Estudio de la Universidad Andrés Bello analiza cómo el desarrollo físico, cognitivo y genético impacta en habilidades clave como la atención, la memoria y el desempeño en matemáticas.
Una innovadora investigación busca demostrar que la fuerza muscular no solo es un indicador de salud física, sino también un factor clave en el desarrollo cognitivo de niños y adolescentes. El proyecto «Más fuertes, más inteligentes» analiza cómo el fitness muscular se relaciona con habilidades como la atención, la memoria de trabajo y el rendimiento académico, especialmente en matemáticas.
La iniciativa del académico de la Escuela de Kinesiología de la Universidad Andrés Bello Marcelo Flores estudia a escolares chilenos de entre 10 y 16 años, quienes participan de manera voluntaria en una serie de evaluaciones físicas, cognitivas y genéticas. El objetivo es comprender cómo el desarrollo neuromuscular y ciertos factores genéticos influyen en procesos neurocognitivos fundamentales para el aprendizaje.

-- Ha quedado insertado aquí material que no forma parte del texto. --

impl ExtensionNegotiator {
    /// Negotiator with no supported extensions
    pub fn new() -> Self {
        Self::default()
    }

    /// Add a supported extension
    pub fn with(mut self, ext: impl Extension + 'static) -> Self {
        self.supported.push(Arc::new(ext));
        self
    }

    /// Add a shared extension policy
    pub fn with_shared(mut self, ext: Arc<dyn Extension>) -> Self {
        self.supported.push(ext);
        self
    }

    /// True if no extension is supported
    pub fn is_empty(&self) -> bool {
        self.supported.is_empty()
    }

    fn find(&self, name: &str) -> Option<&Arc<dyn Extension>> {
        self.supported
            .iter()
            .find(|e| e.name().eq_ignore_ascii_case(name))
    }

    fn require_mandatory(&self, negotiated: &NegotiatedExtensions) -> Result<(), HandshakeError> {
        for ext in self.supported.iter().filter(|e| e.mandatory()) {
            if !negotiated.list.iter().any(|n| n.name.eq_ignore_ascii_case(ext.name())) {
                return Err(HandshakeError::Extension(format!(
                    "mandatory extension {} not negotiated",
                    ext.name()
                )));
            }
        }
        Ok(())
    }

    /// Server side: negotiate the client's offer list
    ///
    /// Offers are considered in client order; the first acceptable offer of
    /// each extension wins. Failures decline the extension unless it is
    /// mandatory, in which case the handshake fails.
    pub fn negotiate_offers(
        &self,
        header: Option<&str>,
    ) -> Result<NegotiatedExtensions, HandshakeError> {
        let mut negotiated = NegotiatedExtensions::none();

        let offers = match header.map(parse_offers).transpose() {
            Ok(offers) => offers.unwrap_or_default(),
            Err(e) => {
                if self.supported.iter().any(|ext| ext.mandatory()) {
                    return Err(HandshakeError::Extension(e.to_string()));
                }
                Vec::new()
            }
        };

        for offer in &offers {
            let Some(ext) = self.find(&offer.name) else {
                continue;
            };
            if negotiated.list.iter().any(|n| n.name.eq_ignore_ascii_case(ext.name())) {
                continue;
            }

            let outcome = if negotiated.reserved_bits() & ext.reserved_bits() != 0 {
                Err(ExtensionError::ReservedBitConflict(ext.name().to_string()))
            } else {
                ext.accept_offer(offer)
            };

            match outcome {
                Ok(Some(accepted)) => negotiated
                    .list
                    .push(NegotiatedExtension::new(ext.as_ref(), accepted)),
                Ok(None) => {}
                Err(e) if ext.mandatory() => return Err(HandshakeError::Extension(e.to_string())),
                Err(_) => {}
            }
        }

        self.require_mandatory(&negotiated)?;
        Ok(negotiated)
    }

    /// Client side: value for the `Sec-WebSocket-Extensions` request header
    pub fn offer_header(&self) -> Option<String> {
        if self.supported.is_empty() {
            return None;
        }
        let parts: Vec<String> = self.supported.iter().map(|e| e.offer().to_string()).collect();
        Some(parts.join(", "))
    }

    /// Client side: validate the server's `Sec-WebSocket-Extensions` response
    ///
    /// The server may only select extensions that were offered, each at most
    /// once. Any invalid response fails the handshake.
    pub fn accept_response(
        &self,
        header: Option<&str>,
    ) -> Result<NegotiatedExtensions, HandshakeError> {
        let mut negotiated = NegotiatedExtensions::none();
        let responses = header
            .map(parse_offers)
            .transpose()
            .map_err(|e| HandshakeError::Extension(e.to_string()))?
            .unwrap_or_default();

        for response in &responses {
            let ext = self.find(&response.name).ok_or_else(|| {
                HandshakeError::Extension(
                    ExtensionError::NotOffered(response.name.clone()).to_string(),
                )
            })?;
            if negotiated.list.iter().any(|n| n.name.eq_ignore_ascii_case(ext.name()))
                || negotiated.reserved_bits() & ext.reserved_bits() != 0
            {
                return Err(HandshakeError::Extension(
                    ExtensionError::ReservedBitConflict(ext.name().to_string()).to_string(),
                ));
            }
            let accepted = ext
                .accept_response(response)
                .map_err(|e| HandshakeError::Extension(e.to_string()))?;
            negotiated
                .list
                .push(NegotiatedExtension::new(ext.as_ref(), accepted));
        }

        self.require_mandatory(&negotiated)?;
        Ok(negotiated)
    }
}
//! Per-Message Deflate Extension (RFC 7692)
//!
//! Negotiation policy and payload transform for `permessage-deflate`. The
//! DEFLATE stream itself is produced by `flate2`; this module owns the
//! parameter rules, the `00 00 ff ff` trailer handling and the decompression
//! bound.
//!
//! Compression always uses the full 32KB window, so offers that ask us to
//! compress with a smaller window are declined.

use std::collections::HashSet;

use bytes::Bytes;
use flate2::{Compress, Compression, Decompress, FlushCompress, FlushDecompress, Status};

use crate::error::ExtensionError;
use crate::extension::{Accepted, Extension, ExtensionOffer, ExtensionParam, Granularity, Transform};
use crate::frame::RSV1;

/// Extension token
pub const EXTENSION_NAME: &str = "permessage-deflate";

/// Trailer removed after compression and restored before decompression
const DEFLATE_TRAILER: [u8; 4] = [0x00, 0x00, 0xff, 0xff];

/// Minimum LZ77 window size (256 bytes = 2^8)
pub const MIN_WINDOW_BITS: u8 = 8;

/// Maximum LZ77 window size (32KB = 2^15)
pub const MAX_WINDOW_BITS: u8 = 15;

/// Local preferences for permessage-deflate
#[derive(Debug, Clone)]
pub struct DeflateConfig {
    /// Server resets its compression context after each message
    pub server_no_context_takeover: bool,
    /// Client resets its compression context after each message
    pub client_no_context_takeover: bool,
    /// Compression level (0-9)
    pub compression_level: u32,
    /// Messages shorter than this are sent uncompressed
    pub compression_threshold: usize,
    /// Fail the handshake if the peer does not agree to compression
    pub mandatory: bool,
}

impl Default for DeflateConfig {
    fn default() -> Self {
        Self {
            server_no_context_takeover: false,
            client_no_context_takeover: false,
            compression_level: 6,
            compression_threshold: 32,
            mandatory: false,
        }
    }
}

impl DeflateConfig {
    /// Small footprint: no retained context on either side, fast level
    pub fn low_memory() -> Self {
        Self {
            server_no_context_takeover: true,
            client_no_context_takeover: true,
            compression_level: 1,
            compression_threshold: 64,
            mandatory: false,
        }
    }
}

/// Parameters agreed for one connection
#[derive(Debug, Clone, Default, PartialEq, Eq)]
pub struct DeflateParams {
    pub server_no_context_takeover: bool,
    pub client_no_context_takeover: bool,
    /// Largest window the server may compress with
    pub server_max_window_bits: Option<u8>,
    /// `Some(None)` when present without a value
    pub client_max_window_bits: Option<Option<u8>>,
}

fn invalid(param: &str) -> ExtensionError {
    ExtensionError::InvalidParameter {
        extension: EXTENSION_NAME.into(),
        param: param.into(),
    }
}

fn window_bits(param: &ExtensionParam) -> Result<u8, ExtensionError> {
    let value = param.value.as_deref().ok_or_else(|| invalid(&param.name))?;
    // RFC 7692 forbids leading zeros and signs
    if value.starts_with('0') || !value.bytes().all(|b| b.is_ascii_digit()) {
        return Err(invalid(&param.name));
    }
    match value.parse::<u8>() {
        Ok(bits) if (MIN_WINDOW_BITS..=MAX_WINDOW_BITS).contains(&bits) => Ok(bits),
        _ => Err(invalid(&param.name)),
    }
}

impl DeflateParams {
    /// Validate an offer or response parameter list
    pub fn parse(offer: &ExtensionOffer) -> Result<Self, ExtensionError> {
        let mut params = Self::default();
        let mut seen = HashSet::new();

        for p in &offer.params {
            if !seen.insert(p.name.as_str()) {
                return Err(ExtensionError::DuplicateParameter {
                    extension: EXTENSION_NAME.into(),
                    param: p.name.clone(),
                });
            }
            match p.name.as_str() {
                "server_no_context_takeover" | "client_no_context_takeover" if p.value.is_some() => {
                    return Err(invalid(&p.name));
                }
                "server_no_context_takeover" => params.server_no_context_takeover = true,
                "client_no_context_takeover" => params.client_no_context_takeover = true,
                "server_max_window_bits" => params.server_max_window_bits = Some(window_bits(p)?),
                "client_max_window_bits" => {
                    params.client_max_window_bits = match p.value {
                        Some(_) => Some(Some(window_bits(p)?)),
                        None => Some(None),
                    };
                }
                _ => {
                    return Err(ExtensionError::UnknownParameter {
                        extension: EXTENSION_NAME.into(),
                        param: p.name.clone(),
                    });
                }
            }
        }

        Ok(params)
    }

    fn to_params(&self) -> Vec<ExtensionParam> {
        let mut out = Vec::new();
        let mut push = |name: &str, value: Option<String>| {
            out.push(ExtensionParam {
                name: name.into(),
                value,
            })
        };
        if self.server_no_context_takeover {
            push("server_no_context_takeover", None);
        }
        if self.client_no_context_takeover {
            push("client_no_context_takeover", None);
        }
        if let Some(bits) = self.server_max_window_bits {
            push("server_max_window_bits", Some(bits.to_string()));
        }
        if let Some(bits) = self.client_max_window_bits {
            push("client_max_window_bits", bits.map(|b| b.to_string()));
        }
        out
    }
}

/// The permessage-deflate extension policy
#[derive(Debug, Clone, Default)]
pub struct PerMessageDeflate {
    config: DeflateConfig,
}

impl PerMessageDeflate {
    /// Create the policy with the given preferences
    pub fn new(config: DeflateConfig) -> Self {
        Self { config }
    }

    fn transform(&self, compress_reset: bool, decompress_reset: bool) -> Box<dyn Transform> {
        Box::new(DeflateTransform {
            encoder: DeflateEncoder::new(
                self.config.compression_level,
                compress_reset,
                self.config.compression_threshold,
            ),
            decoder: DeflateDecoder::new(decompress_reset),
        })
    }
}

impl Extension for PerMessageDeflate {
    fn name(&self) -> &str {
        EXTENSION_NAME
    }

    fn reserved_bits(&self) -> u8 {
        RSV1
    }

    fn granularity(&self) -> Granularity {
        Granularity::PerMessage
    }

    fn mandatory(&self) -> bool {
        self.config.mandatory
    }

    fn accept_offer(&self, offer: &ExtensionOffer) -> Result<Option<Accepted>, ExtensionError> {
        let requested = DeflateParams::parse(offer)?;

        // We cannot compress with a window below 2^15
        if matches!(requested.server_max_window_bits, Some(bits) if bits < MAX_WINDOW_BITS) {
            return Ok(None);
        }

        let agreed = DeflateParams {
            server_no_context_takeover: requested.server_no_context_takeover
                || self.config.server_no_context_takeover,
            client_no_context_takeover: requested.client_no_context_takeover
                || self.config.client_no_context_takeover,
            server_max_window_bits: requested.server_max_window_bits,
            client_max_window_bits: None,
        };

        Ok(Some(Accepted {
            params: agreed.to_params(),
            transform: self.transform(
                agreed.server_no_context_takeover,
                agreed.client_no_context_takeover,
            ),
        }))
    }

    fn offer(&self) -> ExtensionOffer {
        let params = DeflateParams {
            server_no_context_takeover: self.config.server_no_context_takeover,
            client_no_context_takeover: self.config.client_no_context_takeover,
            ..Default::default()
        };
        ExtensionOffer {
            name: EXTENSION_NAME.into(),
            params: params.to_params(),
        }
    }

    fn accept_response(&self, response: &ExtensionOffer) -> Result<Accepted, ExtensionError> {
        let agreed = DeflateParams::parse(response)?;

        // Not offered, and we cannot honor a smaller window
        if agreed.client_max_window_bits.is_some() {
            return Err(invalid("client_max_window_bits"));
        }

        Ok(Accepted {
            params: agreed.to_params(),
            transform: self.transform(
                agreed.client_no_context_takeover,
                agreed.server_no_context_takeover,
            ),
        })
    }
}

fn flate_error(e: impl std::fmt::Display) -> ExtensionError {
    ExtensionError::Transform(e.to_string())
}

/// Deflate compressor for outgoing messages
pub struct DeflateEncoder {
    deflate: Compress,
    no_context_takeover: bool,
    threshold: usize,
}

impl DeflateEncoder {
    /// Create a raw-deflate encoder
    pub fn new(level: u32, no_context_takeover: bool, threshold: usize) -> Self {
        Self {
            deflate: Compress::new(Compression::new(level), false),
            no_context_takeover,
            threshold,
        }
    }

    /// Compress a message payload
    ///
    /// Returns `None` when the message is sent uncompressed.
    pub fn compress(&mut self, data: &[u8]) -> Result<Option<Bytes>, ExtensionError> {
        if data.len() < self.threshold {
            return Ok(None);
        }

        let mut output = Vec::with_capacity(data.len() / 2 + 64);
        let mut offset = 0;

        loop {
            if output.len() == output.capacity() {
                output.reserve(output.capacity().max(4096));
            }

            let before_in = self.deflate.total_in();
            let before_out = output.len();
            self.deflate
                .compress_vec(&data[offset..], &mut output, FlushCompress::Sync)
                .map_err(flate_error)?;
            offset += (self.deflate.total_in() - before_in) as usize;

            // A sync flush is complete once input is drained with room to spare
            if offset >= data.len() && output.len() < output.capacity() {
                break;
            }
            if output.len() == before_out && output.len() < output.capacity() {
                return Err(ExtensionError::Transform("deflate made no progress".into()));
            }
        }

        if output.ends_with(&DEFLATE_TRAILER) {
            output.truncate(output.len() - DEFLATE_TRAILER.len());
        }

        if self.no_context_takeover {
            self.deflate.reset();
            // Without shared history an uncompressed send is always safe
            if output.len() >= data.len() {
                return Ok(None);
            }
        }

        Ok(Some(Bytes::from(output)))
    }
}

/// Deflate decompressor for incoming messages
pub struct DeflateDecoder {
    inflate: Decompress,
    no_context_takeover: bool,
}

impl DeflateDecoder {
    /// Create a raw-deflate decoder
    pub fn new(no_context_takeover: bool) -> Self {
        Self {
            inflate: Decompress::new(false),
            no_context_takeover,
        }
    }

    /// Decompress a message payload, producing at most `max_size` bytes
    pub fn decompress(&mut self, data: &[u8], max_size: usize) -> Result<Bytes, ExtensionError> {
        let mut input = Vec::with_capacity(data.len() + DEFLATE_TRAILER.len());
        input.extend_from_slice(data);
        input.extend_from_slice(&DEFLATE_TRAILER);

        let initial = data.len().saturating_mul(4).max(1024).min(max_size.saturating_add(1));
        let mut output = Vec::with_capacity(initial);
        let mut offset = 0;

        loop {
            if output.len() == output.capacity() {
                let room = max_size.saturating_add(1).saturating_sub(output.len()).max(1);
                output.reserve(output.capacity().max(4096).min(room));
            }

            let before_in = self.inflate.total_in();
            let before_out = output.len();
            let status = self
                .inflate
                .decompress_vec(&input[offset..], &mut output, FlushDecompress::Sync)
                .map_err(flate_error)?;
            offset += (self.inflate.total_in() - before_in) as usize;

            if output.len() > max_size {
                return Err(ExtensionError::PayloadTooBig);
            }

            let has_room = output.len() < output.capacity();
            match status {
                Status::StreamEnd => break,
                _ if offset >= input.len() && has_room => break,
                _ if output.len() == before_out && offset >= input.len() => break,
                _ if output.len() == before_out && has_room => {
                    return Err(ExtensionError::Transform("inflate made no progress".into()));
                }
                _ => {}
            }
        }

        if self.no_context_takeover {
            self.inflate.reset(false);
        }

        Ok(Bytes::from(output))
    }
}

struct DeflateTransform {
    encoder: DeflateEncoder,
    decoder: DeflateDecoder,
}

impl Transform for DeflateTransform {
    fn encode(&mut self, payload: Bytes) -> Result<Option<Bytes>, ExtensionError> {
        self.encoder.compress(&payload)
    }

    fn decode(&mut self, payload: Bytes, max_size: usize) -> Result<Bytes, ExtensionError> {
        self.decoder.decompress(&payload, max_size)
    }
}
//! WebSocket opening handshake
//!
//! HTTP/1.1 upgrade parsing and validation for both roles. Parsing uses
//! `httparse` over the connection's receive buffer; header blocks are copied
//! into an `http::HeaderMap` once complete. The negotiators only compute
//! outcomes and render bytes. The connection decides what to send.

use base64::Engine;
use base64::engine::general_purpose::STANDARD;
use bytes::{BufMut, Bytes, BytesMut};
use http::{HeaderMap, HeaderName, HeaderValue};
use sha1::{Digest, Sha1};

use crate::WS_GUID;
use crate::error::HandshakeError;
use crate::extension::{ExtensionNegotiator, NegotiatedExtensions};
use crate::mask::fill_random;

/// Header slots handed to httparse
const MAX_HEADERS: usize = 64;

/// Parsed upgrade request
#[derive(Debug, Clone)]
pub struct Request {
    /// Request method
    pub method: String,
    /// Target resource
    pub path: String,
    /// HTTP minor version (1 for HTTP/1.1)
    pub version: u8,
    /// Request headers
    pub headers: HeaderMap,
}

/// Parsed upgrade response
#[derive(Debug, Clone)]
pub struct Response {
    /// Status code
    pub status: u16,
    /// Response headers
    pub headers: HeaderMap,
}

fn header_str<'a>(headers: &'a HeaderMap, name: &str) -> Option<&'a str> {
    headers.get(name).and_then(|v| v.to_str().ok()).map(str::trim)
}

/// All lines of a header joined with `, `
fn header_joined(headers: &HeaderMap, name: &str) -> Option<String> {
    let values: Vec<&str> = headers
        .get_all(name)
        .iter()
        .filter_map(|v| v.to_str().ok())
        .collect();
    if values.is_empty() {
        None
    } else {
        Some(values.join(", "))
    }
}

/// True if a comma separated header contains `token` (case-insensitive)
fn has_token(headers: &HeaderMap, name: &str, token: &str) -> bool {
    headers
        .get_all(name)
        .iter()
        .filter_map(|v| v.to_str().ok())
        .flat_map(|v| v.split(','))
        .any(|t| t.trim().eq_ignore_ascii_case(token))
}

fn to_header_map(raw: &[httparse::Header<'_>]) -> Result<HeaderMap, HandshakeError> {
    let mut map = HeaderMap::with_capacity(raw.len());
    for h in raw {
        let name = HeaderName::from_bytes(h.name.as_bytes())
            .map_err(|_| HandshakeError::Malformed("invalid header name"))?;
        let value = HeaderValue::from_bytes(h.value)
            .map_err(|_| HandshakeError::Malformed("invalid header value"))?;
        map.append(name, value);
    }
    Ok(map)
}

fn parse_error(e: httparse::Error) -> HandshakeError {
    match e {
        httparse::Error::TooManyHeaders => HandshakeError::Malformed("too many headers"),
        httparse::Error::Version => HandshakeError::Malformed("unsupported HTTP version"),
        _ => HandshakeError::Malformed("invalid HTTP syntax"),
    }
}

/// Parse an upgrade request
///
/// Returns the request and the length of the header block, or `Ok(None)` if
/// the block is incomplete. Fails once the block exceeds `max_size` bytes.
pub fn parse_request(
    buf: &[u8],
    max_size: usize,
) -> Result<Option<(Request, usize)>, HandshakeError> {
    let mut headers = [httparse::EMPTY_HEADER; MAX_HEADERS];
    let mut req = httparse::Request::new(&mut headers);

    match req.parse(buf).map_err(parse_error)? {
        httparse::Status::Complete(len) if len > max_size => Err(HandshakeError::TooLarge(max_size)),
        httparse::Status::Complete(len) => {
            let request = Request {
                method: req.method.unwrap_or_default().to_string(),
                path: req.path.unwrap_or("/").to_string(),
                version: req.version.unwrap_or(0),
                headers: to_header_map(req.headers)?,
            };
            Ok(Some((request, len)))
        }
        httparse::Status::Partial if buf.len() > max_size => Err(HandshakeError::TooLarge(max_size)),
        httparse::Status::Partial => Ok(None),
    }
}

/// Parse an upgrade response
pub fn parse_response(
    buf: &[u8],
    max_size: usize,
) -> Result<Option<(Response, usize)>, HandshakeError> {
    let mut headers = [httparse::EMPTY_HEADER; MAX_HEADERS];
    let mut res = httparse::Response::new(&mut headers);

    match res.parse(buf).map_err(parse_error)? {
        httparse::Status::Complete(len) if len > max_size => Err(HandshakeError::TooLarge(max_size)),
        httparse::Status::Complete(len) => {
            let response = Response {
                status: res.code.unwrap_or(0),
                headers: to_header_map(res.headers)?,
            };
            Ok(Some((response, len)))
        }
        httparse::Status::Partial if buf.len() > max_size => Err(HandshakeError::TooLarge(max_size)),
        httparse::Status::Partial => Ok(None),
    }
}

/// Compute the Sec-WebSocket-Accept value for a key
///
/// Base64(SHA-1(key + GUID))
#[inline]
pub fn accept_key(key: &str) -> String {
    let mut hasher = Sha1::new();
    hasher.update(key.as_bytes());
    hasher.update(WS_GUID.as_bytes());
    STANDARD.encode(hasher.finalize())
}

/// Generate a fresh random Sec-WebSocket-Key
pub fn generate_key() -> String {
    let mut nonce = [0u8; 16];
    fill_random(&mut nonce);
    STANDARD.encode(nonce)
}

/// Outcome of a successful handshake
#[derive(Debug)]
pub struct Negotiated {
    /// Target resource of the upgrade request
    pub path: String,
    /// Sec-WebSocket-Accept value
    pub accept_key: String,
    /// Selected subprotocol
    pub subprotocol: Option<String>,
    /// Extensions in effect
    pub extensions: NegotiatedExtensions,
}

/// Server side of the opening handshake
#[derive(Debug, Clone, Default)]
pub struct ServerHandshake {
    subprotocols: Vec<String>,
    extensions: ExtensionNegotiator,
}

impl ServerHandshake {
    /// Create a negotiator supporting the given subprotocols and extensions
    pub fn new(subprotocols: Vec<String>, extensions: ExtensionNegotiator) -> Self {
        Self {
            subprotocols,
            extensions,
        }
    }

    /// Check the upgrade request and return its key
    pub fn validate<'a>(&self, req: &'a Request) -> Result<&'a str, HandshakeError> {
        if req.method != "GET" {
            return Err(HandshakeError::InvalidMethod);
        }
        if req.version != 1 {
            return Err(HandshakeError::Malformed("HTTP/1.1 required"));
        }
        if header_str(&req.headers, "host").is_none() {
            return Err(HandshakeError::MissingHeader("Host"));
        }
        if !has_token(&req.headers, "upgrade", "websocket") {
            return Err(HandshakeError::MissingHeader("Upgrade"));
        }
        if !has_token(&req.headers, "connection", "upgrade") {
            return Err(HandshakeError::MissingHeader("Connection"));
        }

        match header_str(&req.headers, "sec-websocket-version") {
            Some("13") => {}
            Some(v) => return Err(HandshakeError::UnsupportedVersion(v.to_string())),
            None => return Err(HandshakeError::MissingHeader("Sec-WebSocket-Version")),
        }

        let key = header_str(&req.headers, "sec-websocket-key")
            .ok_or(HandshakeError::MissingHeader("Sec-WebSocket-Key"))?;
        match STANDARD.decode(key) {
            Ok(nonce) if nonce.len() == 16 => Ok(key),
            _ => Err(HandshakeError::InvalidKey),
        }
    }

    /// First subprotocol in the client's order that we support
    pub fn select_subprotocol(&self, req: &Request) -> Option<String> {
        let offered = header_joined(&req.headers, "sec-websocket-protocol")?;
        offered
            .split(',')
            .map(str::trim)
            .find(|p| self.subprotocols.iter().any(|s| s == p))
            .map(str::to_string)
    }

    /// Validate the request and negotiate subprotocol and extensions
    pub fn accept(&self, req: &Request) -> Result<Negotiated, HandshakeError> {
        let key = self.validate(req)?;
        let offers = header_joined(&req.headers, "sec-websocket-extensions");
        let extensions = self.extensions.negotiate_offers(offers.as_deref())?;

        Ok(Negotiated {
            path: req.path.clone(),
            accept_key: accept_key(key),
            subprotocol: self.select_subprotocol(req),
            extensions,
        })
    }

    /// Render the 101 response for an accepted handshake
    pub fn build_response(negotiated: &Negotiated) -> Bytes {
        let mut buf = BytesMut::with_capacity(256);

        buf.put_slice(b"HTTP/1.1 101 Switching Protocols\r\n");
        buf.put_slice(b"Upgrade: websocket\r\n");
        buf.put_slice(b"Connection: Upgrade\r\n");
        buf.put_slice(b"Sec-WebSocket-Accept: ");
        buf.put_slice(negotiated.accept_key.as_bytes());
        buf.put_slice(b"\r\n");

        if let Some(proto) = &negotiated.subprotocol {
            buf.put_slice(b"Sec-WebSocket-Protocol: ");
            buf.put_slice(proto.as_bytes());
            buf.put_slice(b"\r\n");
        }

        if let Some(ext) = negotiated.extensions.header_value() {
            buf.put_slice(b"Sec-WebSocket-Extensions: ");
            buf.put_slice(ext.as_bytes());
            buf.put_slice(b"\r\n");
        }

        buf.put_slice(b"\r\n");
        buf.freeze()
    }

    /// Render the error response for a rejected handshake
    ///
    /// Version problems get `426 Upgrade Required` advertising version 13,
    /// everything else `400 Bad Request`.
    pub fn reject_response(err: &HandshakeError) -> Bytes {
        let mut buf = BytesMut::with_capacity(128);

        match err {
            HandshakeError::UnsupportedVersion(_)
            | HandshakeError::MissingHeader("Sec-WebSocket-Version") => {
                buf.put_slice(b"HTTP/1.1 426 Upgrade Required\r\n");
                buf.put_slice(b"Sec-WebSocket-Version: 13\r\n");
            }
            _ => buf.put_slice(b"HTTP/1.1 400 Bad Request\r\n"),
        }
        buf.put_slice(b"Connection: close\r\n");
        buf.put_slice(b"Content-Length: 0\r\n");
        buf.put_slice(b"\r\n");
        buf.freeze()
    }
}

/// Client side of the opening handshake
#[derive(Debug, Clone)]
pub struct ClientHandshake {
    host: String,
    path: String,
    key: String,
    protocols: Vec<String>,
    extensions: ExtensionNegotiator,
}

impl ClientHandshake {
    /// Create a handshake with a fresh random key
    pub fn new(
        host: impl Into<String>,
        path: impl Into<String>,
        protocols: Vec<String>,
        extensions: ExtensionNegotiator,
    ) -> Self {
        Self {
            host: host.into(),
            path: path.into(),
            key: generate_key(),
            protocols,
            extensions,
        }
    }

    /// The Sec-WebSocket-Key sent with the request
    pub fn key(&self) -> &str {
        &self.key
    }

    /// Render the upgrade request
    pub fn request(&self) -> Bytes {
        let mut buf = BytesMut::with_capacity(512);

        buf.put_slice(b"GET ");
        buf.put_slice(self.path.as_bytes());
        buf.put_slice(b" HTTP/1.1\r\n");
        buf.put_slice(b"Host: ");
        buf.put_slice(self.host.as_bytes());
        buf.put_slice(b"\r\n");
        buf.put_slice(b"Upgrade: websocket\r\n");
        buf.put_slice(b"Connection: Upgrade\r\n");
        buf.put_slice(b"Sec-WebSocket-Key: ");
        buf.put_slice(self.key.as_bytes());
        buf.put_slice(b"\r\n");
        buf.put_slice(b"Sec-WebSocket-Version: 13\r\n");

        if !self.protocols.is_empty() {
            buf.put_slice(b"Sec-WebSocket-Protocol: ");
            buf.put_slice(self.protocols.join(", ").as_bytes());
            buf.put_slice(b"\r\n");
        }

        if let Some(ext) = self.extensions.offer_header() {
            buf.put_slice(b"Sec-WebSocket-Extensions: ");
            buf.put_slice(ext.as_bytes());
            buf.put_slice(b"\r\n");
        }

        buf.put_slice(b"\r\n");
        buf.freeze()
    }

    /// Check a parsed response against what we sent
    pub fn verify(&self, res: &Response) -> Result<Negotiated, HandshakeError> {
        if res.status != 101 {
            return Err(HandshakeError::UnexpectedStatus(res.status));
        }
        if !has_token(&res.headers, "upgrade", "websocket") {
            return Err(HandshakeError::MissingHeader("Upgrade"));
        }
        if !has_token(&res.headers, "connection", "upgrade") {
            return Err(HandshakeError::MissingHeader("Connection"));
        }

        let expected = accept_key(&self.key);
        match header_str(&res.headers, "sec-websocket-accept") {
            Some(accept) if accept == expected => {}
            Some(_) => return Err(HandshakeError::AcceptMismatch),
            None => return Err(HandshakeError::MissingHeader("Sec-WebSocket-Accept")),
        }

        let subprotocol = match header_str(&res.headers, "sec-websocket-protocol") {
            Some(p) if self.protocols.iter().any(|o| o == p) => Some(p.to_string()),
            Some(p) => return Err(HandshakeError::UnofferedSubprotocol(p.to_string())),
            None => None,
        };

        let responses = header_joined(&res.headers, "sec-websocket-extensions");
        let extensions = self.extensions.accept_response(responses.as_deref())?;

        Ok(Negotiated {
            path: self.path.clone(),
            accept_key: expected,
            subprotocol,
            extensions,
        })
    }

    /// Parse and verify the server's response
    ///
    /// Returns the outcome and the length of the header block; bytes after
    /// it belong to the frame stream.
    pub fn verify_response(
        &self,
        buf: &[u8],
        max_size: usize,
    ) -> Result<Option<(Negotiated, usize)>, HandshakeError> {
        match parse_response(buf, max_size)? {
            Some((res, len)) => Ok(Some((self.verify(&res)?, len))),
            None => Ok(None),
        }
    }
}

«El equipo investigador mide la fuerza muscular mediante dinamometría y pruebas de salto, junto con la composición corporal a través de bioimpedancia. A esto se suman evaluaciones neuropsicológicas estandarizadas que permiten analizar la velocidad de procesamiento, la atención selectiva y la capacidad de inhibición», explica el docente.
Además, el estudio incorpora un componente innovador al analizar muestras de saliva en una submuestra de participantes, lo que permitirá identificar variantes genéticas asociadas tanto al desarrollo muscular como cerebral.
Riqueza académica
En el ámbito académico, la investigación busca establecer una correlación directa entre la capacidad de generar fuerza y el rendimiento en matemáticas, una de las asignaturas consideradas críticas en el proceso educativo.
El académico e investigador explica que «este proyecto nos motiva profundamente, porque nos permite integrar áreas como la kinesiología, la neurociencia y la educación. Esperamos obtener resultados que confirmen que el desarrollo de la fuerza muscular puede potenciar habilidades cognitivas clave, lo que abriría nuevas oportunidades para diseñar estrategias educativas más integrales y efectivas».
El estudio cumple con estrictos protocolos éticos, incluyendo el asentimiento de los estudiantes y el consentimiento informado de sus padres o tutores, resguardando así la integridad de todos los participantes.
«Los resultados permitirán a los establecimientos educacionales contar con evidencia científica para promover la alfabetización motriz. De este modo, se busca fortalecer intervenciones que integren actividad física y aprendizaje, contribuyendo a mejorar tanto la salud como el desempeño académico de los estudiantes», concluye.